## What you are asked to do
Your answer should be every line of the records that contains the word "letter".

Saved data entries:

◇ ◇ ◇

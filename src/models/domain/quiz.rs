use serde::{Deserialize, Serialize};
use serde_json::{Map, Value};

/// Marker separating an option's letter label from its text, as in `"B) Solar power"`.
const OPTION_LABEL_MARKER: &str = ") ";

#[derive(Clone, Debug, PartialEq, Eq, Deserialize, Serialize)]
pub struct QuizQuestion {
    pub question: String,
    pub options: Vec<String>,
    /// Kept as raw JSON so a malformed index degrades to no answer instead of failing the load.
    #[serde(default, skip_serializing_if = "Option::is_none")]
    pub answer_index: Option<Value>,
    /// Any other fields stored with the question, passed through untouched.
    #[serde(flatten)]
    pub extra: Map<String, Value>,
}

impl QuizQuestion {
    /// Text of the correct option without its letter label.
    ///
    /// Returns `None` when `answer_index` is missing, not an integer, or does not point into `options`.
    pub fn resolved_answer(&self) -> Option<String> {
        let index = usize::try_from(self.answer_index.as_ref()?.as_i64()?).ok()?;
        let option = self.options.get(index)?;

        let text = option
            .split_once(OPTION_LABEL_MARKER)
            .map(|(_, rest)| rest)
            .unwrap_or(option);
        Some(text.to_string())
    }
}

#[derive(Clone, Debug, PartialEq, Eq)]
pub struct QuizTopic {
    pub topic_name: String,
    pub questions: Vec<QuizQuestion>,
    pub linked_game: Option<String>,
}

impl QuizTopic {
    pub fn matches(&self, theme: &str) -> bool {
        self.topic_name.trim().to_lowercase() == theme.trim().to_lowercase()
    }
}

◇ ◇ ◇

## Task response
/// Marker separating an option's letter label from its text, as in `"B) Solar power"`.
    /// Text of the correct option without its letter label.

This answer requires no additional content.